There’s a lot that new space can learn from the commercial airline industry when it comes to tackling the challenge that is sustainability.
Tactics might include swapping to more sustainable fuels; creating new engines that reduce emissions, noise and fuel burn; and funding grant programmes to analyse, review and track emissions, energy efficiencies, operational efficiency, and climate impact (to name a few).
Intentional Choices
I understand how incredibly challenging it can be to bake sustainability into a product that has been almost a decade in the making.
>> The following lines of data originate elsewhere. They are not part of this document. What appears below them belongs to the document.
//! Splitter for legacy single-file scan JSON documents.
//!
//! Older signature scanners emit one JSON document with a flat
//! `scanNodeList`. This format has no ancestor closure: every chunk after the
//! first starts with the first scan node (the scan base directory) instead.

use std::fs::File;
use std::io::{BufWriter, Write};
use std::path::{Path, PathBuf};

use serde_json::Value;
use tracing::info;

use crate::error::{Result, SplitError};
use crate::loader::read_json;

/// Default number of scan nodes per output document.
pub const DEFAULT_SCAN_SPLIT_STEP: usize = 200_000;

const SCAN_NODE_LIST: &str = "scanNodeList";
const SCAN_PROBLEM_LIST: &str = "scanProblemList";

/// Splits `scanNodeList` documents into fixed-size chunks.
#[derive(Debug, Clone, Copy)]
pub struct ScanJsonSplitter {
    step: usize,
}

impl Default for ScanJsonSplitter {
    fn default() -> Self {
        Self {
            step: DEFAULT_SCAN_SPLIT_STEP,
        }
    }
}

impl ScanJsonSplitter {
    pub fn new(step: usize) -> Result<Self> {
        if step == 0 {
            return Err(SplitError::invalid_limit("step", "must be greater than zero"));
        }
        Ok(Self { step })
    }

    /// Split a parsed document into `(offset, chunk)` pairs.
    ///
    /// Each chunk keeps every top-level field of the source, with `project`
    /// suffixed `-more`, `name` suffixed `-<offset>`, an empty
    /// `scanProblemList`, and the chunk's scan nodes.
    pub fn split_document(&self, mut doc: Value) -> Result<Vec<(usize, Value)>> {
        let Some(map) = doc.as_object_mut() else {
            return Err(SplitError::malformed("<document>", "scan document is not an object"));
        };

        let nodes = match map.remove(SCAN_NODE_LIST) {
            Some(Value::Array(nodes)) => nodes,
            _ => {
                return Err(SplitError::malformed(
                    "<document>",
                    "scanNodeList is missing or not an array",
                ))
            }
        };

        if let Some(Value::String(project)) = map.get_mut("project") {
            project.push_str("-more");
        }
        map.insert(SCAN_PROBLEM_LIST.to_string(), Value::Array(Vec::new()));
        let scan_name = map
            .get("name")
            .and_then(Value::as_str)
            .unwrap_or_default()
            .to_string();

        let Some(base) = nodes.first().cloned() else {
            return Ok(Vec::new());
        };

        let mut chunks = Vec::new();
        for (n, window) in nodes.chunks(self.step).enumerate() {
            let offset = n * self.step;
            let mut list = Vec::with_capacity(window.len() + 1);
            if offset > 0 {
                list.push(base.clone());
            }
            list.extend(window.iter().cloned());

            let mut chunk = map.clone();
            chunk.insert(
                "name".to_string(),
                Value::String(format!("{}-{}", scan_name, offset)),
            );
            chunk.insert(SCAN_NODE_LIST.to_string(), Value::Array(list));
            chunks.push((offset, Value::Object(chunk)));
        }
        Ok(chunks)
    }

    /// Split `path`, writing `<path>-<offset>.json` next to it.
    pub fn split_file(&self, path: &Path) -> Result<Vec<PathBuf>> {
        let doc = read_json(path)?;
        let chunks = self.split_document(doc)?;

        let mut written = Vec::with_capacity(chunks.len());
        for (offset, chunk) in chunks {
            let mut target = path.as_os_str().to_owned();
            target.push(format!("-{}.json", offset));
            let target = PathBuf::from(target);

            let file = File::create(&target).map_err(|e| SplitError::write(&target, e))?;
            let mut out = BufWriter::new(file);
            serde_json::to_writer(&mut out, &chunk).map_err(|source| SplitError::Serialize {
                path: target.clone(),
                source,
            })?;
            out.flush().map_err(|e| SplitError::write(&target, e))?;
            written.push(target);
        }

        info!("Split {:?} into {} documents", path, written.len());
        Ok(written)
    }
}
But in the emerging area of rocket logistics, the industry could be more sustainable and reduce environmental impact for every launch by making stronger, intentional investments in areas like equipment procurement, basing, international diplomacy and more efficiently trained and skilled personnel. Becoming more efficient at handling takeoff and landing – where most rockets burn the greatest amount of fuel – can only help us in the long run.
Sustainability isn’t an easy ask for any country, industry or large rocket manufacturer. But all I’m asking is for some of them to try.
I know that it won’t be easy and that the road to hell is paved with good intentions, but I leave you with my mother’s sage advice: Sometimes you have to kiss a few frogs before you get to the charming part.